• [What is needed] In the records below, find the line that contains "const MOUNTPOINT_FIELD: usize = 4;" and the line that contains "not found, skipping". Set down exactly those lines and every line between them, and nothing more.

>>>

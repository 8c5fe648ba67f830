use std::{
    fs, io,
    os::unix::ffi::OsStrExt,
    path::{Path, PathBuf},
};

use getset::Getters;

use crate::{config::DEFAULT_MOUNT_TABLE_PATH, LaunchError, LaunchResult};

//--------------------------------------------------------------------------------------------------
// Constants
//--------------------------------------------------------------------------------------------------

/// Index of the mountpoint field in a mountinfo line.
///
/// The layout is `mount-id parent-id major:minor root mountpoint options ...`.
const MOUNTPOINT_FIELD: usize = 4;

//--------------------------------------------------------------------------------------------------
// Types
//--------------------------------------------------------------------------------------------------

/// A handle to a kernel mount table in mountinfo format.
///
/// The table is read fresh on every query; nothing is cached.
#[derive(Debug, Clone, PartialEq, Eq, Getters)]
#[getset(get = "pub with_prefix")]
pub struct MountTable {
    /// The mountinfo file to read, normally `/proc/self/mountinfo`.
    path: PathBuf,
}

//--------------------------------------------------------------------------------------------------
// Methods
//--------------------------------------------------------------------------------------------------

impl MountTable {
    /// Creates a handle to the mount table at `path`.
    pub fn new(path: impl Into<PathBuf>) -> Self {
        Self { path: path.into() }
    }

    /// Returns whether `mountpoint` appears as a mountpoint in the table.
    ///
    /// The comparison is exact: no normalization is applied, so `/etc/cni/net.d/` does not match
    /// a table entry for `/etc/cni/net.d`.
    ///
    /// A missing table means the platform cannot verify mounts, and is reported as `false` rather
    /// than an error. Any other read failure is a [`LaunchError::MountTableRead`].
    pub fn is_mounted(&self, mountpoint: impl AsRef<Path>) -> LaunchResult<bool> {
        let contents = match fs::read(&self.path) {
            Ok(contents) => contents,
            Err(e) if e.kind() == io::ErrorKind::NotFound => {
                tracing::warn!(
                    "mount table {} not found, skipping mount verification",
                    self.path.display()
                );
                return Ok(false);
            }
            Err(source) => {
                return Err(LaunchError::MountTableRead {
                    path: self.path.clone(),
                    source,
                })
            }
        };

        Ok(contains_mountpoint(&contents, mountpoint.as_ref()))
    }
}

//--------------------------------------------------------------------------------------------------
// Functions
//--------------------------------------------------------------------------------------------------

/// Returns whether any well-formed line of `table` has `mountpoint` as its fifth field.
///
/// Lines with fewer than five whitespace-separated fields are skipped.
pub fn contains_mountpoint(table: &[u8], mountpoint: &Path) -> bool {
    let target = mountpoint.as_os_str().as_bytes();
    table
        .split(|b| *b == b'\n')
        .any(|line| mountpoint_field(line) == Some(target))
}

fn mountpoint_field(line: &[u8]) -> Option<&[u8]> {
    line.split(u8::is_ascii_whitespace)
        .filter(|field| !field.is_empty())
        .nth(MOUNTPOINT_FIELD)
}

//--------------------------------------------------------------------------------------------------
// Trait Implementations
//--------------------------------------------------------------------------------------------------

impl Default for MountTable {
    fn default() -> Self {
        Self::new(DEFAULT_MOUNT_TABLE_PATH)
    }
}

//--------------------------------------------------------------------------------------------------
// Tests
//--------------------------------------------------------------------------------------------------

<<<
>>>

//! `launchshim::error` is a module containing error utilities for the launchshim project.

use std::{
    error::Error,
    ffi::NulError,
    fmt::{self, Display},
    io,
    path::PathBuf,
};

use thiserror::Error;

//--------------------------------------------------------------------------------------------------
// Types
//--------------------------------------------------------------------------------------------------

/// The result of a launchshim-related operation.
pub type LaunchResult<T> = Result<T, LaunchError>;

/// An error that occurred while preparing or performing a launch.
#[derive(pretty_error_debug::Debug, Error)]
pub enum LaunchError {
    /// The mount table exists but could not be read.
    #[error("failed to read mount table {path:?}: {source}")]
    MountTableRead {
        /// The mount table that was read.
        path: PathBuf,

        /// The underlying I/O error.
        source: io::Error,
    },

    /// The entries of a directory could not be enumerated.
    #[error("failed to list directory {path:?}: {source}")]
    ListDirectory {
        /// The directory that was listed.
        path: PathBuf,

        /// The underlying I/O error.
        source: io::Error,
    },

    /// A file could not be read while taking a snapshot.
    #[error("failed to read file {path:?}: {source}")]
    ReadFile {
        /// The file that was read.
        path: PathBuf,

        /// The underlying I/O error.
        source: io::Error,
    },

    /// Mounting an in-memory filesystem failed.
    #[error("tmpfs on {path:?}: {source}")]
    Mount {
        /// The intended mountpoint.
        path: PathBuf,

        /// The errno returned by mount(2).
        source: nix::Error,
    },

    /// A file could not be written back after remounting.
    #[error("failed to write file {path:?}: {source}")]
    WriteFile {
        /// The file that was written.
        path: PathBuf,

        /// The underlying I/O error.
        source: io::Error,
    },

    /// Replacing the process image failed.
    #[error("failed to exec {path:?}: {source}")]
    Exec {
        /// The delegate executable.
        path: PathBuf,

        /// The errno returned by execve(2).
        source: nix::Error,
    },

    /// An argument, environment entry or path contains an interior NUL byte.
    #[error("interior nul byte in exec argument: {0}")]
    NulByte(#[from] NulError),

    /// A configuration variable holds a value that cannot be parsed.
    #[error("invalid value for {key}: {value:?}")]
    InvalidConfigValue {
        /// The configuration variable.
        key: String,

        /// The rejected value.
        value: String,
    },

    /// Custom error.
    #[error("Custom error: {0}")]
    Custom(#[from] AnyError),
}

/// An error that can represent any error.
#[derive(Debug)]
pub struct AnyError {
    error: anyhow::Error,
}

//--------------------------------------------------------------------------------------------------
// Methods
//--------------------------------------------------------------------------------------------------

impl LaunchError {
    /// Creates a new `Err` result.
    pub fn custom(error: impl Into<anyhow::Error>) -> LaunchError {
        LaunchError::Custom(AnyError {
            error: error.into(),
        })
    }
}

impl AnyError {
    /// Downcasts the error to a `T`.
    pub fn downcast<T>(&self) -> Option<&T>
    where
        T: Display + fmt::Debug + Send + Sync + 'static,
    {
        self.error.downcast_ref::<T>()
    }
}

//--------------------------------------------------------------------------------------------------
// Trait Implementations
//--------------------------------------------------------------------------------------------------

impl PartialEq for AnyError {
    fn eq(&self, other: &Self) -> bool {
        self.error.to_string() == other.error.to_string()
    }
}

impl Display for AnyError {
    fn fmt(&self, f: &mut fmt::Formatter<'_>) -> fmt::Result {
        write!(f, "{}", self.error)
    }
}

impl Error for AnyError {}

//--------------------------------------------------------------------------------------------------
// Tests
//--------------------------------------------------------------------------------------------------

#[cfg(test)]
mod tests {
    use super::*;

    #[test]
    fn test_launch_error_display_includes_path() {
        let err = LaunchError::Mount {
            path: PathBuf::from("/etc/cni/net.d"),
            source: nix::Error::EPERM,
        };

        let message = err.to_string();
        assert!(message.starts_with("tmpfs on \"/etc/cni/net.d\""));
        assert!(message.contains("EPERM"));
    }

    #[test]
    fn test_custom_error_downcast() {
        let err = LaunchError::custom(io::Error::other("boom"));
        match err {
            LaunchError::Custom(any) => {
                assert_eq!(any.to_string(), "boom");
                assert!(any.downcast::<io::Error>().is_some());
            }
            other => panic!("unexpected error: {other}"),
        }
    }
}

<<<

• [Solved exercise]
const MOUNTPOINT_FIELD: usize = 4;

//--------------------------------------------------------------------------------------------------
// Types
//--------------------------------------------------------------------------------------------------

/// A handle to a kernel mount table in mountinfo format.
///
/// The table is read fresh on every query; nothing is cached.
#[derive(Debug, Clone, PartialEq, Eq, Getters)]
#[getset(get = "pub with_prefix")]
pub struct MountTable {
    /// The mountinfo file to read, normally `/proc/self/mountinfo`.
    path: PathBuf,
}

//--------------------------------------------------------------------------------------------------
// Methods
//--------------------------------------------------------------------------------------------------

impl MountTable {
    /// Creates a handle to the mount table at `path`.
    pub fn new(path: impl Into<PathBuf>) -> Self {
        Self { path: path.into() }
    }

    /// Returns whether `mountpoint` appears as a mountpoint in the table.
    ///
    /// The comparison is exact: no normalization is applied, so `/etc/cni/net.d/` does not match
    /// a table entry for `/etc/cni/net.d`.
    ///
    /// A missing table means the platform cannot verify mounts, and is reported as `false` rather
    /// than an error. Any other read failure is a [`LaunchError::MountTableRead`].
    pub fn is_mounted(&self, mountpoint: impl AsRef<Path>) -> LaunchResult<bool> {
        let contents = match fs::read(&self.path) {
            Ok(contents) => contents,
            Err(e) if e.kind() == io::ErrorKind::NotFound => {
                tracing::warn!(
                    "mount table {} not found, skipping mount verification",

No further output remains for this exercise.